● **INSTRUCTIONS FOR THE TASK**
For each line below that contains the word "Please", make a copy.

● **DATA TO USE**
[Start of Attachment]
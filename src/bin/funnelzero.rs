//! funnelzero command-line tool
//!
//! Parses indicator workbooks, derives conversion funnels, and computes
//! registration-cohort conversion, writing JSON.

use chrono::Datelike;
use std::fs::File;
use std::io::{self, Write};
use std::process;

use funnelzero::cohort::{self, CohortColumns, CohortPeriod, Window};
use funnelzero::{
    export, FunnelBuilder, FunnelConfig, FunnelError, ParserBuilder, SourceLimits, WorkbookSource,
};

fn print_usage(program: &str) {
    eprintln!("Usage:");
    eprintln!("  {} parse <input.xlsx> [<output.json>|-]", program);
    eprintln!(
        "  {} funnel <input.xlsx> [--period <P>] [--stages <stages.json>] [--returning <name>]",
        program
    );
    eprintln!(
        "  {} cohort <input.xlsx> [--period <MMDD-MMDD>]... [--year <YYYY>] [--retention <1,7,30>]",
        program
    );
    eprintln!("\nOptions:");
    eprintln!("  --period <P>         Target period (funnel, overrides the stage file) or median range (cohort, repeatable)");
    eprintln!("  --stages <file>      Stage configuration as JSON (default: new-user funnel)");
    eprintln!("  --returning <name>   Indicator holding returning paying users");
    eprintln!("  --year <YYYY>        Year for MMDD-MMDD ranges (default: latest registration year)");
    eprintln!("  --retention <days>   Comma-separated retention days (default: 1,7,30)");
    eprintln!("\nSet RUST_LOG=debug for diagnostic output.");
}

/// `--name value`形式のオプションの値を取り出す
fn option_value<'a>(args: &'a [String], i: usize) -> &'a str {
    match args.get(i + 1) {
        Some(value) => value,
        None => {
            eprintln!("Error: {} requires a value", args[i]);
            process::exit(1);
        }
    }
}

/// 出力先を開く（`-`は標準出力）
fn open_output(path: Option<&str>) -> Result<Box<dyn Write>, FunnelError> {
    match path {
        None | Some("-") => Ok(Box::new(io::stdout().lock())),
        Some(path) => Ok(Box::new(File::create(path)?)),
    }
}

fn run_parse(args: &[String]) -> Result<(), FunnelError> {
    let input_path = &args[0];
    let parser = ParserBuilder::new().build()?;
    let model = parser.parse_workbook(File::open(input_path)?)?;

    let output = open_output(args.get(1).map(String::as_str))?;
    export::write_model_json(&model, output)
}

fn run_funnel(args: &[String]) -> Result<(), FunnelError> {
    let input_path = &args[0];
    let mut period: Option<String> = None;
    let mut stages_path: Option<String> = None;
    let mut returning: Option<String> = None;

    let mut i = 1;
    while i < args.len() {
        match args[i].as_str() {
            "--period" => period = Some(option_value(args, i).to_string()),
            "--stages" => stages_path = Some(option_value(args, i).to_string()),
            "--returning" => returning = Some(option_value(args, i).to_string()),
            other => {
                eprintln!("Error: Unknown option: {}", other);
                process::exit(1);
            }
        }
        i += 2;
    }

    let mut builder = match (&stages_path, &period) {
        (Some(path), _) => {
            FunnelBuilder::from_config(FunnelConfig::from_json_reader(File::open(path)?)?)
        }
        (None, Some(period)) => {
            FunnelBuilder::from_config(FunnelConfig::new_user_conversion(period.as_str()))
        }
        (None, None) => {
            return Err(FunnelError::Config(
                "--period is required unless --stages provides a target period".to_string(),
            ))
        }
    };
    if let Some(period) = period {
        builder = builder.with_target_period(period);
    }
    if let Some(returning) = returning {
        builder = builder.with_returning_indicator(returning);
    }
    let deriver = builder.build()?;

    let parser = ParserBuilder::new().build()?;
    let model = parser.parse_workbook(File::open(input_path)?)?;
    let report = deriver.derive(&model);

    export::write_report_json(&report, open_output(None)?)
}

fn run_cohort(args: &[String]) -> Result<(), FunnelError> {
    let input_path = &args[0];
    let mut labels: Vec<String> = Vec::new();
    let mut year: Option<i32> = None;
    let mut retention_days: Option<Vec<u32>> = None;

    let mut i = 1;
    while i < args.len() {
        match args[i].as_str() {
            "--period" => labels.push(option_value(args, i).to_string()),
            "--year" => {
                let value = option_value(args, i);
                year = Some(value.parse::<i32>().map_err(|_| {
                    FunnelError::Config(format!("Invalid year: {}", value))
                })?);
            }
            "--retention" => {
                let value = option_value(args, i);
                let days = value
                    .split(',')
                    .map(|day| day.trim().parse::<u32>())
                    .collect::<Result<Vec<_>, _>>()
                    .map_err(|_| FunnelError::Config(format!("Invalid retention days: {}", value)))?;
                retention_days = Some(days);
            }
            other => {
                eprintln!("Error: Unknown option: {}", other);
                process::exit(1);
            }
        }
        i += 2;
    }

    let mut source = WorkbookSource::open(File::open(input_path)?, SourceLimits::default())?;
    let records = cohort::load_user_records(&mut source, &CohortColumns::default())?;

    let year = year
        .or_else(|| records.iter().map(|r| r.registered_at.year()).max())
        .unwrap_or(1970);
    let periods = labels
        .iter()
        .map(|label| CohortPeriod::from_label(label, year))
        .collect::<Result<Vec<_>, _>>()?;

    let mut summary = cohort::summarize(&records, &Window::DEFAULT, &periods);
    if let Some(days) = retention_days {
        summary.retention = cohort::retention_summary(&records, &days);
    }
    export::write_cohort_json(&summary, open_output(None)?)
}

fn print_error(e: &FunnelError) {
    match e {
        FunnelError::Io(io_err) => {
            eprintln!("I/O Error: {}", io_err);
            eprintln!("Please check that the file exists and you have permission to access it.");
        }
        FunnelError::Workbook(err) => {
            eprintln!("Workbook Error: {}", err);
            eprintln!("The file may not be a valid XLSX/XLS/ODS workbook or may be corrupted.");
        }
        FunnelError::Json(err) => {
            eprintln!("JSON Error: {}", err);
            eprintln!("Please check the stage configuration file.");
        }
        FunnelError::Config(msg) => eprintln!("Configuration Error: {}", msg),
        FunnelError::EmptySource(msg) => eprintln!("Empty Source: {}", msg),
        FunnelError::LimitExceeded(msg) => {
            eprintln!("Limit Exceeded: {}", msg);
            eprintln!("The workbook is larger than the configured limits.");
        }
        FunnelError::Record { row, message } => {
            eprintln!("Invalid Record:");
            eprintln!("  Row: {}", row);
            eprintln!("  Details: {}", message);
        }
    }
}

fn main() {
    env_logger::init();

    let args: Vec<String> = std::env::args().collect();
    let program = args.first().map(String::as_str).unwrap_or("funnelzero");

    if args.len() < 3 {
        print_usage(program);
        process::exit(1);
    }

    let rest = &args[2..];
    let result = match args[1].as_str() {
        "parse" => run_parse(rest),
        "funnel" => run_funnel(rest),
        "cohort" => run_cohort(rest),
        other => {
            eprintln!("Error: Unknown command: {}", other);
            print_usage(program);
            process::exit(1);
        }
    };

    if let Err(e) = result {
        print_error(&e);
        process::exit(1);
    }
}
[End of Attachment]
● **THE COMPLETED TASK**
            eprintln!("Please check that the file exists and you have permission to access it.");
            eprintln!("Please check the stage configuration file.");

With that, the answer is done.